Know What It Will Take To Close The Gap
Now that you’ve gotten some insight into the skills you need to work on, you have to grab the bull by the horns and make a candid appraisal of where your people skills (EQ) stand today. There are various self-assessments, tools, and books that can support and guide you through the process of taking stock of your EQ skills. As the gaps emerge, you’ll learn exactly what you need to do and how much work it is going to take to get you where you need to be. Understanding what you value, how you’re wired, and how you apply what you know is vital to figuring out how to integrate your people skills and technical skills into your leadership operating system. When you have all the information you need, it’s time to turn thought into action. You can create checklists with specific behaviors based on the skills you need to acquire and invite trusted friends, mentors, colleagues, and employees into the process first by sharing the skills that you want to acquire and then by asking them for suggestions on how to go about doing it. These people will be able to further support you if you ask them to share in-the-moment feedback about how you’re doing against what you said you wanted to do, and offer actionable suggestions for improving that will make possible your taking a step closer and closing the gap.

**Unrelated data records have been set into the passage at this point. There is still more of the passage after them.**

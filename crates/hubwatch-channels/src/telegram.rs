//! Telegram transport: delivers notifications via the Bot API `sendMessage`.

use async_trait::async_trait;
use hubwatch_core::config::TelegramTransportConfig;
use hubwatch_core::error::{HubWatchError, Result};
use hubwatch_core::traits::Transport;
use hubwatch_core::types::{Message, MessageBody, RecipientId};
use serde::Deserialize;

#[derive(Debug, Deserialize)]
struct TelegramApiResponse {
    ok: bool,
    #[serde(default)]
    description: Option<String>,
}

pub struct TelegramTransport {
    config: TelegramTransportConfig,
    client: reqwest::Client,
}

impl TelegramTransport {
    pub fn new(config: TelegramTransportConfig) -> Self {
        Self {
            config,
            client: reqwest::Client::new(),
        }
    }

    fn api_url(&self, method: &str) -> String {
        format!(
            "{}/bot{}/{}",
            self.config.api_url.trim_end_matches('/'),
            self.config.bot_token,
            method
        )
    }
}

/// Escape Telegram MarkdownV1 special characters.
fn escape_markdown(s: &str) -> String {
    s.replace('_', "\\_")
        .replace('*', "\\*")
        .replace('[', "\\[")
        .replace('`', "\\`")
}

/// `sendMessage` payload for a message body.
pub fn render(chat_id: RecipientId, message: &Message) -> serde_json::Value {
    match &message.body {
        MessageBody::Text(text) => serde_json::json!({
            "chat_id": chat_id,
            "text": text,
        }),
        MessageBody::Card {
            brief,
            title,
            url,
            summary,
            source,
            ..
        } => {
            let mut text = format!("*{}*\n[{}]({})", escape_markdown(brief), escape_markdown(title), url);
            if !summary.is_empty() {
                let tags: Vec<String> = summary.iter().map(|s| escape_markdown(s)).collect();
                text.push_str(&format!("\n{}", tags.join(" · ")));
            }
            text.push_str(&format!("\n_{}_", escape_markdown(source)));
            serde_json::json!({
                "chat_id": chat_id,
                "text": text,
                "parse_mode": "Markdown",
                "disable_web_page_preview": false,
            })
        }
        MessageBody::Json(value) => {
            let pretty = serde_json::to_string_pretty(value).unwrap_or_else(|_| value.to_string());
            serde_json::json!({
                "chat_id": chat_id,
                "text": format!("```\n{}\n```", pretty.replace('`', "'")),
                "parse_mode": "Markdown",
            })
        }
    }
}

#[async_trait]
impl Transport for TelegramTransport {
    fn name(&self) -> &str {
        "telegram"
    }

    async fn send(&self, recipient: RecipientId, message: &Message) -> Result<()> {
        let resp = self
            .client
            .post(self.api_url("sendMessage"))
            .json(&render(recipient, message))
            .timeout(std::time::Duration::from_secs(10))
            .send()
            .await
            .map_err(|e| HubWatchError::Dispatch(format!("Telegram send failed: {e}")))?;

        let status = resp.status();
        let result: TelegramApiResponse = resp
            .json()
            .await
            .map_err(|e| HubWatchError::Dispatch(format!("Invalid Telegram response ({status}): {e}")))?;

        if !result.ok {
            return Err(HubWatchError::Dispatch(format!(
                "Telegram API error {status}: {}",
                result.description.unwrap_or_default()
            )));
        }
        tracing::debug!("✅ Telegram notification sent to {}", recipient);
        Ok(())
    }
}

#[cfg(test)]
mod tests {
    use super::*;

    #[test]
    fn test_render_card_escapes_markdown() {
        let msg = Message::new(MessageBody::Card {
            brief: "repo-issue".into(),
            title: "fix *all* the_things".into(),
            url: "https://github.com/a/b/issues/1".into(),
            summary: vec!["good first issue".into()],
            source: "repo-issue".into(),
            picture: None,
        });
        let payload = render(42, &msg);
        assert_eq!(payload["chat_id"], 42);
        assert_eq!(payload["parse_mode"], "Markdown");
        let text = payload["text"].as_str().unwrap();
        assert!(text.contains("fix \\*all\\* the\\_things"));
        assert!(text.contains("(https://github.com/a/b/issues/1)"));
    }

    #[test]
    fn test_render_text_is_plain() {
        let payload = render(7, &Message::new(MessageBody::Text("hello *world*".into())));
        assert_eq!(payload["text"], "hello *world*");
        assert!(payload.get("parse_mode").is_none());
    }
}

If You Want To Fast-Track The Process, Hire An Executive Coach
Starting this process on your own isn’t out of the question. However, letting go of and replacing the behaviors that are holding you back, figuring out what works best for you, and getting exceptional results can be challenging to accomplish alone. Having someone in your corner—a strategic partner and sounding board—makes it easier and faster. Choosing to work with an executive coach gives you someone working side by side with you whose sole focus is you and what you need to do to improve your skills. Be mindful, however, that coaching isn’t a magic bullet or a short cut. It won’t absolve you of doing the difficult stuff that it takes to get better with your people skills. But it will certainly help fast-track the process as you work with someone whose expertise and guidance you can leverage so that you stop spinning your wheels and get really focused on what behaviors you need to target, learn, and stop that will have the most impact and bring about your success.
As you can see, it doesn’t require drastic measures to affect a change—all it takes are readiness, commitment, self-control, and following through on your part. Are you willing to add getting better at your people skills to your leadership development itinerary? I can assure you that making this type of investment in yourself will pay dividends well beyond the office.